TASK MATERIAL:

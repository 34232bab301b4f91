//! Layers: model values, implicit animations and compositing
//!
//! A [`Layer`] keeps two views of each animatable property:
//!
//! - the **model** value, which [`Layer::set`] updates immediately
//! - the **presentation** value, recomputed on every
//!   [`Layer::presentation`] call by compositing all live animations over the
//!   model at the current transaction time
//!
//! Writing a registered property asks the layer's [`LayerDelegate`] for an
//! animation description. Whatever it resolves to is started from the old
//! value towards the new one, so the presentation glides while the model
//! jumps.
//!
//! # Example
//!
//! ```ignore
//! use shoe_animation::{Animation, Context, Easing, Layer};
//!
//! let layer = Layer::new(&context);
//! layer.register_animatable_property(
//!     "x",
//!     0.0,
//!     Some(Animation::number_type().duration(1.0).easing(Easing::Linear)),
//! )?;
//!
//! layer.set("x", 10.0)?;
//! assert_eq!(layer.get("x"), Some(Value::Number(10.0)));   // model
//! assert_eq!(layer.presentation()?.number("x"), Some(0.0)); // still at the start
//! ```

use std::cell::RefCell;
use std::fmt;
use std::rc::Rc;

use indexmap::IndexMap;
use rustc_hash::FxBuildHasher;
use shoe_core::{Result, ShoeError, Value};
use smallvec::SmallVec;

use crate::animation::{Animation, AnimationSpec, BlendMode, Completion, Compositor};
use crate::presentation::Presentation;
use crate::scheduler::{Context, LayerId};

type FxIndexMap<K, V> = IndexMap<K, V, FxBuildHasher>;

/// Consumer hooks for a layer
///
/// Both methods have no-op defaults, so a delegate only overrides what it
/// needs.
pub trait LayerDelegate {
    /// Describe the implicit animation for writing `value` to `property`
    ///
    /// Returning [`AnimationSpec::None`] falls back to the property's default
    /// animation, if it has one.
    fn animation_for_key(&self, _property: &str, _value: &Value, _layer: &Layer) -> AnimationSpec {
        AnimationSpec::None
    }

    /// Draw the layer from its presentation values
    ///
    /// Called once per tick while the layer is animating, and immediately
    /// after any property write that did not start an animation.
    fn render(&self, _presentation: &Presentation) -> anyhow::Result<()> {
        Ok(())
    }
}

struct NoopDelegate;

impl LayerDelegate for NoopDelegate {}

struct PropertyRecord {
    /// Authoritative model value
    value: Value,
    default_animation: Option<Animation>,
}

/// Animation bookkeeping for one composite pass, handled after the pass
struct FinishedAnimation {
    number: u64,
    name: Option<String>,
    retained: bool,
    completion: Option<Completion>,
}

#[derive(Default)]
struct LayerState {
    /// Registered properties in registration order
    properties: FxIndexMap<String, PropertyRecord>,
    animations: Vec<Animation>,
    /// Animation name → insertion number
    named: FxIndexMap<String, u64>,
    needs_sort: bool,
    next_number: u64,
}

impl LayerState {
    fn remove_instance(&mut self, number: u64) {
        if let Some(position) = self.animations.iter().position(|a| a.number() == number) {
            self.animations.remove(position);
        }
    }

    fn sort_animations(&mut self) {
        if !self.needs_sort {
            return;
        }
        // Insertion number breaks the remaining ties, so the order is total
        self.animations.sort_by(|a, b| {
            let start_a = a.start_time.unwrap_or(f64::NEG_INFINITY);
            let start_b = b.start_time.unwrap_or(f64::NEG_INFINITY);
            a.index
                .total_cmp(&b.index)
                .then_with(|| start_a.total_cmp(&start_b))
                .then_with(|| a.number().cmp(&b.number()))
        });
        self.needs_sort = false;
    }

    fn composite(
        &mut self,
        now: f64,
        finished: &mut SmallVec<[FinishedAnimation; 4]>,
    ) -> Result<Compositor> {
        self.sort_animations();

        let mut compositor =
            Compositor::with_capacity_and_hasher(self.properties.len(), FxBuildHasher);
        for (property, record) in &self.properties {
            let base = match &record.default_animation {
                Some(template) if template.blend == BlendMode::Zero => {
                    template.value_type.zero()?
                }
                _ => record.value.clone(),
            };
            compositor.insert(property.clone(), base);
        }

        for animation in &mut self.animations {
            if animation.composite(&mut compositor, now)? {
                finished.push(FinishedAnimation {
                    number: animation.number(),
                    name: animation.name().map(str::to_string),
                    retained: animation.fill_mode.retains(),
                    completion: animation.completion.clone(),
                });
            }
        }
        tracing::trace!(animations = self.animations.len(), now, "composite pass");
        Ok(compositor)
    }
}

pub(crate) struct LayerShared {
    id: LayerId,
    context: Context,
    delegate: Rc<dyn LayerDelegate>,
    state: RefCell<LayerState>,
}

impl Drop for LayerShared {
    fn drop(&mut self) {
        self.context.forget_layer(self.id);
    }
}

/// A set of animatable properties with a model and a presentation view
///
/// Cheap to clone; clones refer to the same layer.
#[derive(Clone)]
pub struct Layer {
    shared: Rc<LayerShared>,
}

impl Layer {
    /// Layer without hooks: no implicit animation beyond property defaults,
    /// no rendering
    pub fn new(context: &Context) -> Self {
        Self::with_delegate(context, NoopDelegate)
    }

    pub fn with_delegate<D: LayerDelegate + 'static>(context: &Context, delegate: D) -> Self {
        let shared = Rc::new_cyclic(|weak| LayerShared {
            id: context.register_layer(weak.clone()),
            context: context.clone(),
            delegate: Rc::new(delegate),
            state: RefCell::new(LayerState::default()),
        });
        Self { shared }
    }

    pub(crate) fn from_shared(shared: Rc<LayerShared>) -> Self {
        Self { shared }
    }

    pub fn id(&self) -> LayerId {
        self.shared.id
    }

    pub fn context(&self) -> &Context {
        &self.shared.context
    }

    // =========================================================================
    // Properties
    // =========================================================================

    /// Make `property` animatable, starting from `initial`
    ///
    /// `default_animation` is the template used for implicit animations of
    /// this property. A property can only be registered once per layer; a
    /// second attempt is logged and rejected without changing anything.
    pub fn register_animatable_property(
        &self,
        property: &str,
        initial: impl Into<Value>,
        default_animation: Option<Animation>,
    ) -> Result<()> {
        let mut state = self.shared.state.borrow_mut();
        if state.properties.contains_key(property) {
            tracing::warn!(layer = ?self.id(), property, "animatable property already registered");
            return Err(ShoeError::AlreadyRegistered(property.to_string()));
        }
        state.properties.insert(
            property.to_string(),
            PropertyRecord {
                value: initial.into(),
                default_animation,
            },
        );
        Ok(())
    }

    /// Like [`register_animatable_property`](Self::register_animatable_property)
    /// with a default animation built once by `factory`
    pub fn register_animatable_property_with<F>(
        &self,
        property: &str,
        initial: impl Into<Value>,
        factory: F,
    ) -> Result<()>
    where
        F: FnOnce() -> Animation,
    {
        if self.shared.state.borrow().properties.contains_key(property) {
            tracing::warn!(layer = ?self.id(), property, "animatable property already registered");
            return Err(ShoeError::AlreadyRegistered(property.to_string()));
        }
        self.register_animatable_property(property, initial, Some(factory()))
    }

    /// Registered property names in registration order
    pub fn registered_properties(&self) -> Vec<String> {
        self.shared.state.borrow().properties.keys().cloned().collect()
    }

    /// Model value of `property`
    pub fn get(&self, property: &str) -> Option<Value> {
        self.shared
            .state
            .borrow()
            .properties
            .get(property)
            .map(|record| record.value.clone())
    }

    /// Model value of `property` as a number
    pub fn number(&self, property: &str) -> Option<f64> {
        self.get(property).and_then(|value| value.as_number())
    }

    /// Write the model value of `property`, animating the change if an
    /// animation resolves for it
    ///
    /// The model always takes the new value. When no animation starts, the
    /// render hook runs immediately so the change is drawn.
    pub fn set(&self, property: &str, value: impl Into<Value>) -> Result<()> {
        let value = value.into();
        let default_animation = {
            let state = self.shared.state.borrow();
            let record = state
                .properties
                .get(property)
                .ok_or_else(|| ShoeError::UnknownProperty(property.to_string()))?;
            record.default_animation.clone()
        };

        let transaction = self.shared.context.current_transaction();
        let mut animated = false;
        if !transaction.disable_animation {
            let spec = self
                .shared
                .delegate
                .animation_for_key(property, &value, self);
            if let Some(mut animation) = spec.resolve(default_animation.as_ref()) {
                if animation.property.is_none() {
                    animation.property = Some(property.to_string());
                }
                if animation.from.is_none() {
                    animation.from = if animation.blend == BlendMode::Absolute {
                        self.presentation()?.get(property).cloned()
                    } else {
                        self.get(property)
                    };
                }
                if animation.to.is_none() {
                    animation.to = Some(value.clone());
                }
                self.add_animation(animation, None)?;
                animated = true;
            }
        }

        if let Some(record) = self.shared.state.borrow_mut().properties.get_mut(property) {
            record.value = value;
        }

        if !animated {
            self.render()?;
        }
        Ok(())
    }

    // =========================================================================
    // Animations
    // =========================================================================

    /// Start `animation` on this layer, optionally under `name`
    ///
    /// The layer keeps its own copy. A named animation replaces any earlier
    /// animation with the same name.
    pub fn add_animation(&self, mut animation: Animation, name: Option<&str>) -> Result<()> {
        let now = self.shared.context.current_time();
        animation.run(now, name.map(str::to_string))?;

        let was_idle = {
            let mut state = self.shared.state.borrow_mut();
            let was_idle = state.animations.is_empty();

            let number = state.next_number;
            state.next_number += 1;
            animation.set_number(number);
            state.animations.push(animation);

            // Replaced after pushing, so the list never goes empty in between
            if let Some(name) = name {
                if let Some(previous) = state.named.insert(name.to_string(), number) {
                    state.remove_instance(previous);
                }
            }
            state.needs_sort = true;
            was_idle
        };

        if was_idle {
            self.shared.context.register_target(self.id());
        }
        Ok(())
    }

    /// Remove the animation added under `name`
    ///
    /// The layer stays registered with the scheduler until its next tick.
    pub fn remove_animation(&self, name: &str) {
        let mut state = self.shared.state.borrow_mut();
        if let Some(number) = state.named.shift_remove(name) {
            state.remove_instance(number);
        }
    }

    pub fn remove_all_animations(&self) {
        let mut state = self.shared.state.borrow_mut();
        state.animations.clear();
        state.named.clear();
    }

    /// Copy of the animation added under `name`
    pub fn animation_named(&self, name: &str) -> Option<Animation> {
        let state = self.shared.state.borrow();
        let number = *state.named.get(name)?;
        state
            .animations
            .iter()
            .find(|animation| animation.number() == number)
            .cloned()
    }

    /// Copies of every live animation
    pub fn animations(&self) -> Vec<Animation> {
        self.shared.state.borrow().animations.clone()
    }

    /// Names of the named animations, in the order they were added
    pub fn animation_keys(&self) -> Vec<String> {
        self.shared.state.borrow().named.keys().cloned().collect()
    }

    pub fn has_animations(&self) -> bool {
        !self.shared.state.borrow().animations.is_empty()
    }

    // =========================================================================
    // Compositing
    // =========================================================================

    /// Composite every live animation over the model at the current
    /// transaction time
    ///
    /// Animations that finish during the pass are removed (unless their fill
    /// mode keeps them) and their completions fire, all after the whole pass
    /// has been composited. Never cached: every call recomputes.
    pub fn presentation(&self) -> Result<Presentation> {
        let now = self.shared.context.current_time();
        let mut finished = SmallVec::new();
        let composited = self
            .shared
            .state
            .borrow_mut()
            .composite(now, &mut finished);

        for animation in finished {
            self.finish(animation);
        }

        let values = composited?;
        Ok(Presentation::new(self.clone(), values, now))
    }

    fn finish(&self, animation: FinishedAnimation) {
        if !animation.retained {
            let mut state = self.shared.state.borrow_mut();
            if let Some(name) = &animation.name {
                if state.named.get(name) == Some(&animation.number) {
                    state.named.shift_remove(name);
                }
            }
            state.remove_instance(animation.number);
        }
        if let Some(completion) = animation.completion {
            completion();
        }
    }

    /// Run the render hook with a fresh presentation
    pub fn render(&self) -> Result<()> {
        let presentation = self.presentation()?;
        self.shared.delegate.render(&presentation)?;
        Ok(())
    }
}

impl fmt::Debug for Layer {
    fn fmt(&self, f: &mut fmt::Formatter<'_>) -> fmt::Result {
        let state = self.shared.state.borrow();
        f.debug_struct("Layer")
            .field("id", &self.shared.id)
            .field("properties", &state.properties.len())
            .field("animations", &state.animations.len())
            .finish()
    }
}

INSTRUCTIONS TO FOLLOW:
Scan the material for the word "previous". Return every line where it is found.

SOLUTION TO THE PROBLEM:
                if let Some(previous) = state.named.insert(name.to_string(), number) {
                    state.remove_instance(previous);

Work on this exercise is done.